De cette manière, bien qu’elle soit perçue et vécue de manière intime, Thiago Leão introduit la compréhension de la souffrance psychologique comme un phénomène social, puisque les attentes et les préjugés ne sont souvent pas satisfaits par la société. « Sans cette perception, non seulement nous réagissons de manière inappropriée, mais cela aggrave potentiellement les conditions psychopathologiques, car nous réaffirmons la surcharge individuelle et les sentiments de culpabilité », prévient le spécialiste.

Une vision de la santé mentale médicalisée prédomine dans la société – Photo : Reproduction/Freepik

Rôle de la souffrance

En plus d’appréhender la santé mentale comme un domaine sans mesures froides déterminantes et comme faisant partie d’un produit social, il faut également observer la souffrance d’un autre point de vue. Le Lion attire l’attention sur le rôle intrinsèque de l’inconfort dans l’expérience humaine et sur la façon dont le contraire – ne jamais se sentir anxieux ou psychologiquement insatisfait – peut nécessiter une plus grande attention.
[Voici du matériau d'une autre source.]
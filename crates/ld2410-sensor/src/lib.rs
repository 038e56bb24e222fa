//! LD2410 presence radar
//!
//! This crate provides the device-level API of the HLK-LD2410 on top of
//! the frame and transaction layer in `ld2410-protocol`.

pub mod attributes;
pub mod config;
pub mod device;
pub mod error;
pub mod settings;
pub mod trigger;

pub use attributes::{Attribute, Channel, SensorValue};
pub use config::DeviceConfig;
pub use device::Ld2410;
pub use error::{GateFailure, SensorError};
pub use settings::{DeviceSettings, DistanceResolution, FirmwareVersion};
pub use trigger::{EdgeCallback, PresenceEvent, PresencePin, Trigger, TriggerHandler};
« L’inconfort peut être important pour comprendre les situations négatives et repenser les choix de continuer à marcher. Donc, la souffrance est généralement importante pour ne pas stagner et accepter passivement les situations problématiques », considère le chercheur. Il ajoute également que, sauf dans les cas plus graves, dans lesquels « la souffrance devient insupportable et impacte négativement la routine des relations », un traitement trop basé sur les médicaments peut rendre difficile ce processus de redonner un sens aux expériences, dans la mesure où les symptômes sont supprimés et les sentiments.
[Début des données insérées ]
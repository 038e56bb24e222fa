//! Generic channel and attribute access
//!
//! Maps sensor-style `(channel, attribute, value)` requests onto the
//! device's configuration operations and cached sample.

use crate::device::Ld2410;
use crate::error::SensorError;
use crate::settings::{DistanceResolution, MAX_SENSITIVITY};
use ld2410_protocol::{UartBus, GATE_COUNT};
use serde::{Deserialize, Serialize};
use std::str::FromStr;

/// Readable measurement channels
#[derive(Debug, Clone, Copy, PartialEq, Eq, Serialize, Deserialize)]
#[serde(rename_all = "snake_case")]
pub enum Channel {
    TargetState,
    MotionDistance,
    MotionEnergy,
    StationaryDistance,
    StationaryEnergy,
    DetectionDistance,
    /// Engineering mode only
    MotionEnergyPerGate,
    /// Engineering mode only
    StationaryEnergyPerGate,
    /// Engineering mode only
    LightLevel,
    /// Engineering mode only
    OutPin,
    All,
}

/// Configurable parameters
#[derive(Debug, Clone, Copy, PartialEq, Eq, Serialize, Deserialize)]
#[serde(rename_all = "snake_case")]
pub enum Attribute {
    EngineeringMode,
    /// Gate size in cm, 75 or 20
    DistanceResolution,
    MotionSensitivity,
    StationarySensitivity,
    MaxMotionGate,
    MaxStationaryGate,
    /// Seconds
    PresenceTimeout,
    /// Read only
    MaxDistanceGate,
}

impl Attribute {
    pub const ALL: [Attribute; 8] = [
        Attribute::EngineeringMode,
        Attribute::DistanceResolution,
        Attribute::MotionSensitivity,
        Attribute::StationarySensitivity,
        Attribute::MaxMotionGate,
        Attribute::MaxStationaryGate,
        Attribute::PresenceTimeout,
        Attribute::MaxDistanceGate,
    ];

    #[must_use]
    pub fn name(self) -> &'static str {
        match self {
            Attribute::EngineeringMode => "engineering_mode",
            Attribute::DistanceResolution => "distance_resolution",
            Attribute::MotionSensitivity => "motion_sensitivity",
            Attribute::StationarySensitivity => "stationary_sensitivity",
            Attribute::MaxMotionGate => "max_motion_gate",
            Attribute::MaxStationaryGate => "max_stationary_gate",
            Attribute::PresenceTimeout => "presence_timeout",
            Attribute::MaxDistanceGate => "max_distance_gate",
        }
    }

    /// Channels the attribute may be addressed through
    fn accepts(self, channel: Channel) -> bool {
        match (self, channel) {
            (_, Channel::All) => true,
            (
                Attribute::MotionSensitivity,
                Channel::MotionEnergy | Channel::MotionEnergyPerGate,
            ) => true,
            (
                Attribute::StationarySensitivity,
                Channel::StationaryEnergy | Channel::StationaryEnergyPerGate,
            ) => true,
            _ => false,
        }
    }
}

impl FromStr for Attribute {
    type Err = SensorError;

    fn from_str(s: &str) -> Result<Self, Self::Err> {
        Attribute::ALL
            .into_iter()
            .find(|a| a.name() == s)
            .ok_or_else(|| SensorError::NotSupported(format!("unknown attribute '{}'", s)))
    }
}

/// A channel reading or attribute value
#[derive(Debug, Clone, Copy, PartialEq, Eq, Serialize)]
#[serde(untagged)]
pub enum SensorValue {
    Scalar(u32),
    Gates([u8; GATE_COUNT]),
}

impl SensorValue {
    fn scalar(self, attribute: Attribute) -> Result<u32, SensorError> {
        match self {
            SensorValue::Scalar(v) => Ok(v),
            SensorValue::Gates(_) => Err(SensorError::InvalidArgument(format!(
                "{} takes a single value",
                attribute.name()
            ))),
        }
    }

    /// A per-gate array, broadcasting a scalar to every gate
    fn gates(self, attribute: Attribute) -> Result<[u8; GATE_COUNT], SensorError> {
        match self {
            SensorValue::Gates(g) => Ok(g),
            SensorValue::Scalar(v) => match u8::try_from(v) {
                Ok(v) if v <= MAX_SENSITIVITY => Ok([v; GATE_COUNT]),
                _ => Err(SensorError::InvalidArgument(format!(
                    "{} {} exceeds {}",
                    attribute.name(),
                    v,
                    MAX_SENSITIVITY
                ))),
            },
        }
    }
}

fn narrow<T: TryFrom<u32>>(attribute: Attribute, value: u32) -> Result<T, SensorError> {
    T::try_from(value).map_err(|_| {
        SensorError::InvalidArgument(format!("{} {} out of range", attribute.name(), value))
    })
}

impl<B: UartBus> Ld2410<B> {
    /// Read a channel from the last fetched sample
    pub fn channel_get(&self, channel: Channel) -> Result<SensorValue, SensorError> {
        let sample = self.last_sample().ok_or(SensorError::NoData)?;
        let data = sample.data();
        let value = match channel {
            Channel::TargetState => SensorValue::Scalar(u8::from(data.target_state).into()),
            Channel::MotionDistance => SensorValue::Scalar(data.motion_distance.into()),
            Channel::MotionEnergy => SensorValue::Scalar(data.motion_energy.into()),
            Channel::StationaryDistance => SensorValue::Scalar(data.stationary_distance.into()),
            Channel::StationaryEnergy => SensorValue::Scalar(data.stationary_energy.into()),
            Channel::DetectionDistance => SensorValue::Scalar(data.detection_distance.into()),
            Channel::MotionEnergyPerGate
            | Channel::StationaryEnergyPerGate
            | Channel::LightLevel
            | Channel::OutPin => {
                let eng = sample.engineering().ok_or(SensorError::NoData)?;
                match channel {
                    Channel::MotionEnergyPerGate => SensorValue::Gates(eng.motion_energy),
                    Channel::StationaryEnergyPerGate => SensorValue::Gates(eng.stationary_energy),
                    Channel::LightLevel => SensorValue::Scalar(eng.light_level.into()),
                    _ => SensorValue::Scalar(eng.out_pin.into()),
                }
            }
            Channel::All => {
                return Err(SensorError::NotSupported(
                    "read channels individually".to_string(),
                ))
            }
        };
        Ok(value)
    }

    /// Write one attribute
    pub async fn attr_set(
        &self,
        channel: Channel,
        attribute: Attribute,
        value: SensorValue,
    ) -> Result<(), SensorError> {
        check_channel(channel, attribute)?;
        let current = self.settings();

        match attribute {
            Attribute::EngineeringMode => match value.scalar(attribute)? {
                0 => self.set_engineering_mode(false).await,
                1 => self.set_engineering_mode(true).await,
                v => Err(SensorError::InvalidArgument(format!(
                    "engineering mode {} is not 0 or 1",
                    v
                ))),
            },
            Attribute::DistanceResolution => {
                let resolution = match value.scalar(attribute)? {
                    75 => DistanceResolution::Cm75,
                    20 => DistanceResolution::Cm20,
                    v => {
                        return Err(SensorError::InvalidArgument(format!(
                            "distance resolution {} cm is not 75 or 20",
                            v
                        )))
                    }
                };
                self.set_distance_resolution(resolution).await
            }
            Attribute::MotionSensitivity => {
                let motion = value.gates(attribute)?;
                self.set_gate_sensitivities(&motion, &current.stationary_gate_sensitivity)
                    .await
            }
            Attribute::StationarySensitivity => {
                let stationary = value.gates(attribute)?;
                self.set_gate_sensitivities(&current.motion_gate_sensitivity, &stationary)
                    .await
            }
            Attribute::MaxMotionGate => {
                let gate = narrow(attribute, value.scalar(attribute)?)?;
                self.set_max_gates_and_duration(
                    gate,
                    current.max_stationary_gate,
                    current.presence_timeout,
                )
                .await
            }
            Attribute::MaxStationaryGate => {
                let gate = narrow(attribute, value.scalar(attribute)?)?;
                self.set_max_gates_and_duration(
                    current.max_motion_gate,
                    gate,
                    current.presence_timeout,
                )
                .await
            }
            Attribute::PresenceTimeout => {
                let timeout = narrow(attribute, value.scalar(attribute)?)?;
                self.set_max_gates_and_duration(
                    current.max_motion_gate,
                    current.max_stationary_gate,
                    timeout,
                )
                .await
            }
            Attribute::MaxDistanceGate => Err(SensorError::NotSupported(
                "max distance gate is read only".to_string(),
            )),
        }
    }

    /// Read one attribute back from the module
    pub async fn attr_get(
        &self,
        channel: Channel,
        attribute: Attribute,
    ) -> Result<SensorValue, SensorError> {
        check_channel(channel, attribute)?;

        let value = match attribute {
            Attribute::EngineeringMode => {
                let sample = self.last_sample().ok_or(SensorError::NoData)?;
                SensorValue::Scalar(u32::from(sample.is_engineering()))
            }
            Attribute::DistanceResolution => {
                SensorValue::Scalar(self.get_distance_resolution().await?.gate_size_cm())
            }
            _ => {
                let settings = self.read_settings().await?;
                match attribute {
                    Attribute::MotionSensitivity => {
                        SensorValue::Gates(settings.motion_gate_sensitivity)
                    }
                    Attribute::StationarySensitivity => {
                        SensorValue::Gates(settings.stationary_gate_sensitivity)
                    }
                    Attribute::MaxMotionGate => SensorValue::Scalar(settings.max_motion_gate.into()),
                    Attribute::MaxStationaryGate => {
                        SensorValue::Scalar(settings.max_stationary_gate.into())
                    }
                    Attribute::PresenceTimeout => {
                        SensorValue::Scalar(settings.presence_timeout.into())
                    }
                    _ => SensorValue::Scalar(settings.maximum_distance_gate.into()),
                }
            }
        };
        Ok(value)
    }
}

fn check_channel(channel: Channel, attribute: Attribute) -> Result<(), SensorError> {
    if attribute.accepts(channel) {
        Ok(())
    } else {
        Err(SensorError::NotSupported(format!(
            "{} on channel {:?}",
            attribute.name(),
            channel
        )))
    }
}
Thiago Leão considère que d’autres alternatives de traitement – ​​comme les cliniques psychologiques, la psychanalyse, les techniques par l’art ou la méditation – sont toujours considérées comme complémentaires à la recherche d’une aide hautement médicalisée. « C’est sans doute un équilibre et un équilibre très délicat entre les dangers de ne pas connaître la nécessité de se soigner et le risque de cette hypermédicalisation des impasses sociales subjectives », établit-il.

Scénario brésilien

En tant que produit social, l’expert souligne l’impact de la formation socio-historique sur la santé mentale de la population du pays. Des facteurs tels que les inégalités sociales, raciales et de genre, selon Leão, font que les groupes sociaux sont plus touchés et vulnérables à l’intériorisation des idéaux sociaux produits et, par conséquent, risques pour la santé mentale.
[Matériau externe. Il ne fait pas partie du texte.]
//! Device settings as stored on the module

use crate::error::SensorError;
use ld2410_protocol::GATE_COUNT;
use serde::{Deserialize, Serialize};

/// Head byte of the READ_SETTINGS response record
pub const SETTINGS_HEAD: u8 = 0xAA;
/// Size of the READ_SETTINGS response record
pub const SETTINGS_RECORD_SIZE: usize = 4 + 2 * GATE_COUNT + 2;

/// Smallest configurable max gate
pub const MIN_GATE: u8 = 2;
/// Largest configurable max gate
pub const MAX_GATE: u8 = 8;
/// Largest per-gate sensitivity
pub const MAX_SENSITIVITY: u8 = 100;

/// Size of one range gate
#[derive(Debug, Clone, Copy, PartialEq, Eq, Default, Serialize, Deserialize)]
pub enum DistanceResolution {
    /// 0.75 m per gate, 6 m range
    #[default]
    #[serde(rename = "75cm")]
    Cm75,
    /// 0.2 m per gate, 1.6 m range
    #[serde(rename = "20cm")]
    Cm20,
}

impl DistanceResolution {
    /// Value word sent with SET_DISTANCE_RESOLUTION
    #[must_use]
    pub fn wire_value(self) -> u16 {
        match self {
            DistanceResolution::Cm75 => 0x0000,
            DistanceResolution::Cm20 => 0x0001,
        }
    }

    /// Gate size in centimeters
    #[must_use]
    pub fn gate_size_cm(self) -> u32 {
        match self {
            DistanceResolution::Cm75 => 75,
            DistanceResolution::Cm20 => 20,
        }
    }
}

impl TryFrom<u16> for DistanceResolution {
    type Error = SensorError;

    fn try_from(value: u16) -> Result<Self, Self::Error> {
        match value {
            0x0000 => Ok(DistanceResolution::Cm75),
            0x0001 => Ok(DistanceResolution::Cm20),
            v => Err(SensorError::InvalidArgument(format!(
                "distance resolution {:#06X}",
                v
            ))),
        }
    }
}

/// Parameters reported by READ_SETTINGS
#[derive(Debug, Clone, Copy, PartialEq, Eq, Default, Serialize, Deserialize)]
pub struct DeviceSettings {
    pub maximum_distance_gate: u8,
    pub max_motion_gate: u8,
    pub max_stationary_gate: u8,
    pub motion_gate_sensitivity: [u8; GATE_COUNT],
    pub stationary_gate_sensitivity: [u8; GATE_COUNT],
    /// Seconds without detection before reporting no presence
    pub presence_timeout: u16,
}

impl DeviceSettings {
    /// Decode the READ_SETTINGS ACK payload
    pub fn parse(payload: &[u8]) -> Result<Self, SensorError> {
        if payload.len() < SETTINGS_RECORD_SIZE {
            return Err(SensorError::Protocol(
                ld2410_protocol::ProtocolError::BadMessage(format!(
                    "settings record too short: {} bytes",
                    payload.len()
                )),
            ));
        }
        if payload[0] != SETTINGS_HEAD {
            return Err(SensorError::Protocol(
                ld2410_protocol::ProtocolError::BadMessage(format!(
                    "bad settings head byte {:#04X}",
                    payload[0]
                )),
            ));
        }

        let mut motion_gate_sensitivity = [0u8; GATE_COUNT];
        let mut stationary_gate_sensitivity = [0u8; GATE_COUNT];
        motion_gate_sensitivity.copy_from_slice(&payload[4..4 + GATE_COUNT]);
        stationary_gate_sensitivity.copy_from_slice(&payload[4 + GATE_COUNT..4 + 2 * GATE_COUNT]);
        let timeout_at = 4 + 2 * GATE_COUNT;

        Ok(Self {
            maximum_distance_gate: payload[1],
            max_motion_gate: payload[2],
            max_stationary_gate: payload[3],
            motion_gate_sensitivity,
            stationary_gate_sensitivity,
            presence_timeout: u16::from_le_bytes([payload[timeout_at], payload[timeout_at + 1]]),
        })
    }

    /// Encode as the module reports it
    #[must_use]
    pub fn to_record(&self) -> Vec<u8> {
        let mut record = Vec::with_capacity(SETTINGS_RECORD_SIZE);
        record.push(SETTINGS_HEAD);
        record.push(self.maximum_distance_gate);
        record.push(self.max_motion_gate);
        record.push(self.max_stationary_gate);
        record.extend_from_slice(&self.motion_gate_sensitivity);
        record.extend_from_slice(&self.stationary_gate_sensitivity);
        record.extend_from_slice(&self.presence_timeout.to_le_bytes());
        record
    }
}

/// Check a max gate value
pub(crate) fn check_gate(name: &str, gate: u8) -> Result<(), SensorError> {
    if !(MIN_GATE..=MAX_GATE).contains(&gate) {
        return Err(SensorError::InvalidArgument(format!(
            "{} {} outside {}..={}",
            name, gate, MIN_GATE, MAX_GATE
        )));
    }
    Ok(())
}

/// Check a per-gate sensitivity array
pub(crate) fn check_sensitivities(name: &str, values: &[u8; GATE_COUNT]) -> Result<(), SensorError> {
    if let Some((gate, value)) = values
        .iter()
        .enumerate()
        .find(|&(_, &v)| v > MAX_SENSITIVITY)
    {
        return Err(SensorError::InvalidArgument(format!(
            "{} of gate {} is {}, maximum is {}",
            name, gate, value, MAX_SENSITIVITY
        )));
    }
    Ok(())
}

/// Firmware identification returned by READ_FIRMWARE_VERSION
#[derive(Debug, Clone, Copy, PartialEq, Eq, Serialize)]
pub struct FirmwareVersion {
    pub firmware_type: u16,
    pub major: u8,
    pub minor: u8,
    pub build: u32,
}

impl FirmwareVersion {
    pub fn parse(payload: &[u8]) -> Result<Self, SensorError> {
        if payload.len() < 8 {
            return Err(SensorError::Protocol(
                ld2410_protocol::ProtocolError::BadMessage(format!(
                    "firmware record too short: {} bytes",
                    payload.len()
                )),
            ));
        }
        Ok(Self {
            firmware_type: u16::from_le_bytes([payload[0], payload[1]]),
            minor: payload[2],
            major: payload[3],
            build: u32::from_le_bytes([payload[4], payload[5], payload[6], payload[7]]),
        })
    }
}

impl std::fmt::Display for FirmwareVersion {
    fn fmt(&self, f: &mut std::fmt::Formatter<'_>) -> std::fmt::Result {
        write!(f, "V{}.{:02X}.{:08X}", self.major, self.minor, self.build)
    }
}

#[cfg(test)]
mod tests {
    use super::*;

    #[test]
    fn test_parse_settings_record() {
        let mut payload = vec![0xAA, 0x08, 0x08, 0x08];
        payload.extend_from_slice(&[50; 9]);
        payload.extend_from_slice(&[50; 9]);
        payload.extend_from_slice(&[0x05, 0x00]);

        let settings = DeviceSettings::parse(&payload).unwrap();
        assert_eq!(settings.maximum_distance_gate, 8);
        assert_eq!(settings.max_motion_gate, 8);
        assert_eq!(settings.max_stationary_gate, 8);
        assert_eq!(settings.motion_gate_sensitivity, [50; 9]);
        assert_eq!(settings.stationary_gate_sensitivity, [50; 9]);
        assert_eq!(settings.presence_timeout, 5);
        assert_eq!(settings.to_record(), payload);
    }

    #[test]
    fn test_parse_settings_bad_head() {
        let mut payload = DeviceSettings::default().to_record();
        payload[0] = 0xAB;
        assert!(matches!(
            DeviceSettings::parse(&payload),
            Err(SensorError::Protocol(
                ld2410_protocol::ProtocolError::BadMessage(_)
            ))
        ));
    }

    #[test]
    fn test_parse_settings_truncated() {
        let payload = DeviceSettings::default().to_record();
        assert!(DeviceSettings::parse(&payload[..SETTINGS_RECORD_SIZE - 1]).is_err());
    }

    #[test]
    fn test_distance_resolution_values() {
        assert_eq!(
            DistanceResolution::try_from(1).unwrap(),
            DistanceResolution::Cm20
        );
        assert_eq!(DistanceResolution::Cm75.wire_value(), 0);
        assert!(matches!(
            DistanceResolution::try_from(2),
            Err(SensorError::InvalidArgument(_))
        ));
    }

    #[test]
    fn test_firmware_version_display() {
        let version =
            FirmwareVersion::parse(&[0x00, 0x00, 0x07, 0x01, 0x16, 0x15, 0x09, 0x22]).unwrap();
        assert_eq!(version.major, 1);
        assert_eq!(version.minor, 7);
        assert_eq!(version.to_string(), "V1.07.22091516");
    }

    #[test]
    fn test_check_limits() {
        assert!(check_gate("max motion gate", 2).is_ok());
        assert!(check_gate("max motion gate", 9).is_err());
        assert!(check_sensitivities("motion sensitivity", &[100; 9]).is_ok());
        let mut values = [10; 9];
        values[4] = 101;
        assert!(check_sensitivities("motion sensitivity", &values).is_err());
    }
}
Un exemple très visible pour comprendre ce phénomène, selon l’expert, concerne les femmes préconçues dans la société brésilienne, organisées de manière extrêmement sexiste à leur détriment. « Face aux exigences irréconciliables de la maison et du travail, dans lesquelles ils éprouvent l’embarras d’être moins valorisés, ils finissent par se sentir inadéquats et insuffisants dans un espace comme dans un autre et, par conséquent, ils internalisent le sentiment de culpabilité et d’anxiété », analyse Leão.

De plus, les femmes ne trouvent pas d’autres moyens de répondre que d’essayer de supprimer la demande jusqu’à ce qu’elle devienne insupportable avec la maladie et une réponse médicalisée sans une analyse plus large de la situation. Cette situation est encore pire lorsque la condition sociale est faible puisque, selon le chercheur, les plus pauvres ont encore plus de difficulté à trouver du soutien dans le système de santé public.